Closed smallcatdog closed 10 months ago
We can not reproduce this issue, may be you can turn off the "fp16" precision setting in my deepspeed config. Here is the similar issue in deepspeed framework.
Are you using LLaMA2? Changing the deepspeed config does not work sinc they override the config in code (main_new.py). The weights of LLaMA2 seem to have problems with FP16 conversion, which is used in this scenario. I changed the code to use bfloat16 and everything worked fine.
You should find something similar to the following code in main_new.py except for the True
and False
beeing swapped.
config = LlamaConfig.from_pretrained(args.model_name_or_path)

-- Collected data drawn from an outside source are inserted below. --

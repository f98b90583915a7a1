//! # Message Validation
//!
//! The state machine never looks at signatures or justifications itself. It
//! asks a [`MessageValidator`] for a yes/no answer and trusts it. The
//! validator is built once per height by a [`ValidatorFactory`] from the
//! [`HeightContext`] the manager derives at construction.
//!
//! Closures implement both traits, so tests can swap in a predicate without
//! ceremony:
//!
//! ```
//! use nova_ibft::crypto::Address;
//! use nova_ibft::messages::{RoundChangePayload, SignedData};
//! use nova_ibft::statemachine::RoundChangeManager;
//! use nova_ibft::validation::HeightContext;
//!
//! let validators = vec![Address::from_bytes([1; 32])];
//! let manager = RoundChangeManager::new(0, validators, |_: &HeightContext| {
//!     |_: &SignedData<RoundChangePayload>| true
//! });
//! assert_eq!(manager.quorum_size(), 1);
//! ```

pub mod round_change;

use std::collections::BTreeSet;

use crate::crypto::Address;
use crate::messages::{RoundChangePayload, SignedData};

pub use round_change::{Ed25519ValidatorFactory, RoundChangeMessageValidator};

/// What a height-scoped validator needs to know.
#[derive(Debug, Clone, PartialEq, Eq)]
pub struct HeightContext {
    /// The height every accepted message must belong to.
    pub sequence_number: u64,
    /// Validators allowed to vote at this height.
    pub validators: BTreeSet<Address>,
    /// Minimum PREPAREs a prepared certificate must carry.
    pub required_prepare_count: usize,
}

impl HeightContext {
    pub fn is_validator(&self, address: &Address) -> bool {
        self.validators.contains(address)
    }
}

/// Boolean oracle deciding whether a round-change message may be counted.
///
/// Implementations must reject messages from non-validators, messages for
/// another height, and messages whose prepared certificate fails its own
/// quorum rule. Callers do not learn why a message was rejected.
pub trait MessageValidator {
    fn validate(&self, msg: &SignedData<RoundChangePayload>) -> bool;
}

impl<F> MessageValidator for F
where
    F: Fn(&SignedData<RoundChangePayload>) -> bool,
{
    fn validate(&self, msg: &SignedData<RoundChangePayload>) -> bool {
        self(msg)
    }
}

/// Builds the message validator for one height.
pub trait ValidatorFactory {
    type Validator: MessageValidator;

    fn create_validator(&self, context: &HeightContext) -> Self::Validator;
}

impl<F, V> ValidatorFactory for F
where
    F: Fn(&HeightContext) -> V,
    V: MessageValidator,
{
    type Validator = V;

    fn create_validator(&self, context: &HeightContext) -> V {
        self(context)
    }
}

tokenizer = LlamaTokenizer.from_pretrained(args.model_name_or_path)
model = LlamaForCausalLM.from_pretrained(args.model_name_or_path).half()

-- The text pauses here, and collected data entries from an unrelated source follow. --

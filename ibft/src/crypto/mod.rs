//! # Cryptographic Primitives
//!
//! Ed25519 only. Every consensus message is signed by a [`NodeKey`] and
//! checked against the sender's [`Address`]. Hashing (BLAKE3) lives with the
//! messages that need it.

pub mod keys;

pub use keys::{Address, KeyError, NodeKey, Signature};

deepspeed_config["bfloat16"]["enabled"] = True
deepspeed_config["fp16"]["enabled"] = False
Hello, I am conducting experiments on "emotion impact prediction task and main task". The experimental setup is v100 32g,batch_size=1,history_window=12. May I ask how to solve the following problems? (1) OVERFLOW! Rank 0 Skipping step.
(2) Current loss scale already at minimum - cannot decrease scale anymore.